[Saved entries]
//! Event handlers.
//!
//! Free functions over [`EngineState`], one per event, in the order the
//! protocol flows: generate-or-adopt first, then completion and reward.
//! Wall-clock reads here only feed metadata fields (`created_at`, ledger
//! stamps); everything convergence depends on is derived from the seed or
//! from event payloads.

use chrono::{DateTime, Utc};
use serde_json::Value;

use crate::sync::domain::generate::{generate_set, ContentCatalog};
use crate::sync::domain::identity::{priority, ContentSetKey, ParticipantId};
use crate::sync::domain::model::{ContentSet, ItemId, ItemState, RewardLedgerEntry};
use crate::sync::domain::validate::validate_content_set;
use crate::sync::engine::state::{AdoptState, EngineState, ItemProgress};
use crate::sync::engine::types::{EngineCommand, SyncNotification};
use crate::sync::error::SyncError;

pub fn on_day_started<C>(state: &mut EngineState<C>, key: ContentSetKey) -> Vec<EngineCommand> {
    if matches!(state.sets.get(&key), Some(AdoptState::Adopted)) {
        // Re-entering a day that already converged: just replay readiness.
        let set = state.adopted[&key].clone();
        return vec![EngineCommand::Notify(SyncNotification::ContentSetReady {
            set,
            fallback: false,
        })];
    }

    log::info!("[ENGINE] day started for {key}");
    state.sets.insert(key.clone(), AdoptState::Absent);
    vec![EngineCommand::FetchSet { key }]
}

pub fn on_remote_set_fetched<C: ContentCatalog>(
    state: &mut EngineState<C>,
    key: ContentSetKey,
    payload: Option<Value>,
) -> Vec<EngineCommand> {
    match payload {
        None => on_absent(state, key),
        Some(raw) => match state.gate.pass(raw.clone()).and_then(|v| validate_content_set(&v, &key)) {
            Ok(set) => {
                state.rejected.remove(&key);
                adopt(state, key, set, false)
            }
            Err(error) if error.is_fatal() => fault(state, key, error),
            Err(error) => {
                // Entire set rejected. Same as "nothing exists yet": re-enter
                // generate-or-adopt. Unrelated completion state is untouched.
                // Remember the exact document so the regeneration replaces
                // it conditionally instead of racing a peer's fix.
                log::warn!("[ENGINE] rejecting remote set for {key}: {error}");
                state.rejected.insert(key.clone(), raw);
                on_absent(state, key)
            }
        },
    }
}

pub fn on_fetch_failed<C: ContentCatalog>(
    state: &mut EngineState<C>,
    key: ContentSetKey,
    error: SyncError,
) -> Vec<EngineCommand> {
    if error.is_fatal() {
        return fault(state, key, error);
    }

    let attempt = match state.sets.get(&key) {
        Some(AdoptState::Absent) => 0,
        Some(AdoptState::AwaitingRemote { attempt }) => *attempt,
        _ => return vec![],
    };

    if state.config.retry.exhausted(attempt + 1) {
        // The store never answered. Generate and let the conditional
        // publish arbitrate; for the non-priority device this is the
        // documented divergence edge case.
        let fallback = !is_priority(state);
        return generate_and_publish(state, key, fallback);
    }

    log::debug!("[ENGINE] fetch failed for {key} (attempt {}): {error}", attempt + 1);
    state
        .sets
        .insert(key.clone(), AdoptState::AwaitingRemote { attempt: attempt + 1 });
    let delay = state.config.retry.delay(attempt + 1);
    vec![EngineCommand::ScheduleRetry { key, delay }]
}

pub fn on_publish_outcome<C>(
    state: &mut EngineState<C>,
    key: ContentSetKey,
    committed: bool,
) -> Vec<EngineCommand> {
    let Some(set) = state.pending_publish.remove(&key) else {
        return vec![];
    };
    let fallback = matches!(
        state.sets.get(&key),
        Some(AdoptState::Generating { fallback: true })
    );

    if committed {
        state.sets.insert(key.clone(), AdoptState::Published { fallback });
        if fallback {
            log::warn!("[DIVERGED] fallback-generated set for {key} won the publish");
        } else {
            log::info!("[ENGINE] published set for {key}");
        }
        return adopt(state, key, set, fallback);
    }

    // Lost the publish race: someone else's set is canonical. Re-read and
    // adopt it; our generated set is dropped on the floor.
    log::info!("[ENGINE] publish for {key} lost the race, re-reading");
    state.sets.insert(key.clone(), AdoptState::Absent);
    vec![EngineCommand::FetchSet { key }]
}

pub fn on_retry_elapsed<C>(state: &mut EngineState<C>, key: ContentSetKey) -> Vec<EngineCommand> {
    match state.sets.get(&key) {
        Some(AdoptState::AwaitingRemote { .. }) => vec![EngineCommand::FetchSet { key }],
        // Timer outlived the state it was scheduled for (adopted meanwhile,
        // or torn down): nothing to do.
        _ => vec![],
    }
}

pub fn on_completion_slot_seen<C>(
    state: &mut EngineState<C>,
    key: ContentSetKey,
    item_id: ItemId,
    participant: ParticipantId,
    at: DateTime<Utc>,
) -> Vec<EngineCommand> {
    if participant != state.me && participant != state.peer {
        log::warn!("[ENGINE] ignoring completion slot by stranger {participant}");
        return vec![];
    }
    let Some(progress) = state.items.get_mut(&item_id) else {
        // Slot for an item we do not hold, typically the remnant of a
        // replaced divergent set. Harmless; the record stays remote.
        log::debug!("[ENGINE] completion slot for unknown item {item_id}");
        return vec![];
    };
    if progress.key != key {
        return vec![];
    }

    progress.record.mark(participant, at);
    let observed = if progress.record.fully_completed(&state.me, &state.peer) {
        ItemState::FullyCompleted
    } else {
        ItemState::PartiallyCompleted
    };

    // Monotone: replayed or out-of-order notifications cannot move an item
    // backwards, so evaluating this redundantly on both devices is safe.
    if !progress.state.advance(observed) {
        return vec![];
    }
    let reached = progress.state;

    let mut cmds = vec![EngineCommand::Notify(SyncNotification::CompletionChanged {
        item_id: item_id.clone(),
        state: reached,
    })];

    if reached == ItemState::FullyCompleted {
        // Deterministic stamp: the later of the two slots, identical on
        // both devices regardless of which one evaluates first.
        let applied_at = latest_slot(progress).unwrap_or(at);
        let entry = RewardLedgerEntry::for_item(
            state.couple.clone(),
            &item_id,
            state.config.reward_amount,
            applied_at,
        );
        log::info!("[ENGINE] {item_id} fully completed, claiming reward");
        cmds.push(EngineCommand::ClaimReward { item_id, entry });
    }

    cmds
}

pub fn on_ledger_claim_outcome<C>(
    state: &mut EngineState<C>,
    item_id: ItemId,
    won: bool,
) -> Vec<EngineCommand> {
    let Some(progress) = state.items.get_mut(&item_id) else {
        return vec![];
    };

    if won {
        log::info!("[ENGINE] claim won for {item_id}, crediting balance");
        return vec![EngineCommand::CreditBalance {
            item_id,
            amount: state.config.reward_amount,
        }];
    }

    // The peer's claim committed first. Expected, not an error: the reward
    // is applied, just not by us.
    log::debug!("[ENGINE] claim for {item_id} already taken, no-op");
    if progress.state.advance(ItemState::RewardApplied) {
        return vec![EngineCommand::Notify(SyncNotification::CompletionChanged {
            item_id,
            state: ItemState::RewardApplied,
        })];
    }
    vec![]
}

pub fn on_reward_credited<C>(
    state: &mut EngineState<C>,
    item_id: ItemId,
    new_balance: i64,
) -> Vec<EngineCommand> {
    let mut cmds = vec![EngineCommand::Notify(SyncNotification::BalanceChanged(new_balance))];
    if let Some(progress) = state.items.get_mut(&item_id) {
        if progress.state.advance(ItemState::RewardApplied) {
            cmds.push(EngineCommand::Notify(SyncNotification::CompletionChanged {
                item_id,
                state: ItemState::RewardApplied,
            }));
        }
    }
    cmds
}

// ================================
// Helpers
// ================================

fn is_priority<C>(state: &EngineState<C>) -> bool {
    priority(&state.me, &state.peer) == &state.me
}

/// Absent (or rejected) remote set: priority generates now, the other side
/// waits with capped backoff and only generates as a last resort.
fn on_absent<C: ContentCatalog>(
    state: &mut EngineState<C>,
    key: ContentSetKey,
) -> Vec<EngineCommand> {
    if is_priority(state) {
        return generate_and_publish(state, key, false);
    }

    let attempt = match state.sets.get(&key) {
        Some(AdoptState::AwaitingRemote { attempt }) => *attempt,
        _ => 0,
    };

    if state.config.retry.exhausted(attempt + 1) {
        log::warn!(
            "[DIVERGED] peer never published {key} after {attempt} re-reads, generating locally"
        );
        return generate_and_publish(state, key, true);
    }

    state
        .sets
        .insert(key.clone(), AdoptState::AwaitingRemote { attempt: attempt + 1 });
    let delay = state.config.retry.delay(attempt + 1);
    log::debug!("[ENGINE] {key} absent, re-reading in {delay:?}");
    vec![EngineCommand::ScheduleRetry { key, delay }]
}

fn generate_and_publish<C: ContentCatalog>(
    state: &mut EngineState<C>,
    key: ContentSetKey,
    fallback: bool,
) -> Vec<EngineCommand> {
    state.sets.insert(key.clone(), AdoptState::Generating { fallback });
    let set = generate_set(&key, &state.me, &state.catalog, Utc::now());
    state.pending_publish.insert(key.clone(), set.clone());
    let replacing = state.rejected.remove(&key);
    vec![EngineCommand::PublishSet { key, set, replacing }]
}

/// Copies the canonical set into the local cache. Terminal success state.
fn adopt<C>(
    state: &mut EngineState<C>,
    key: ContentSetKey,
    set: ContentSet,
    fallback: bool,
) -> Vec<EngineCommand> {
    if let Some(prev) = state.adopted.get(&key) {
        if prev.item_ids() == set.item_ids() {
            state.sets.insert(key, AdoptState::Adopted);
            return vec![];
        }
        // A remote set contradicting the one we hold: our local copy was a
        // fallback the peer's publish superseded. Discard wholesale.
        log::warn!("[DIVERGED] replacing local set for {key} with the remote one");
        let stale: Vec<ItemId> = state
            .items
            .iter()
            .filter(|(id, p)| p.key == key && set.item(id).is_none())
            .map(|(id, _)| id.clone())
            .collect();
        for id in stale {
            state.items.remove(&id);
        }
    }

    for item in &set.items {
        state.items.entry(item.id.clone()).or_insert_with(|| ItemProgress {
            key: key.clone(),
            state: ItemState::Created,
            record: Default::default(),
            expires_at: item.expires_at,
        });
    }

    state.adopted.insert(key.clone(), set.clone());
    state.sets.insert(key.clone(), AdoptState::Adopted);
    log::info!("[ENGINE] adopted set for {key} ({} items)", set.items.len());

    let mut cmds = Vec::new();
    if state.watching.insert(key.clone()) {
        cmds.push(EngineCommand::WatchCompletion { key });
    }
    cmds.push(EngineCommand::Notify(SyncNotification::ContentSetReady { set, fallback }));
    cmds
}

fn fault<C>(state: &mut EngineState<C>, key: ContentSetKey, error: SyncError) -> Vec<EngineCommand> {
    log::error!("[ENGINE] fatal for {key}: {error}");
    state.sets.insert(key.clone(), AdoptState::Faulted);
    vec![EngineCommand::Notify(SyncNotification::Fault {
        error,
        context: format!("reading daily set {key}"),
    })]
}

fn latest_slot(progress: &ItemProgress) -> Option<DateTime<Utc>> {
    progress.record.slots.values().max().copied()
}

■ What you should do ■
Please return each line of the data above in which the word "Notify" occurs.

■ Answer space ■
        return vec![EngineCommand::Notify(SyncNotification::ContentSetReady {
    let mut cmds = vec![EngineCommand::Notify(SyncNotification::CompletionChanged {
        return vec![EngineCommand::Notify(SyncNotification::CompletionChanged {
    let mut cmds = vec![EngineCommand::Notify(SyncNotification::BalanceChanged(new_balance))];
            cmds.push(EngineCommand::Notify(SyncNotification::CompletionChanged {
    cmds.push(EngineCommand::Notify(SyncNotification::ContentSetReady { set, fallback }));
    vec![EngineCommand::Notify(SyncNotification::Fault {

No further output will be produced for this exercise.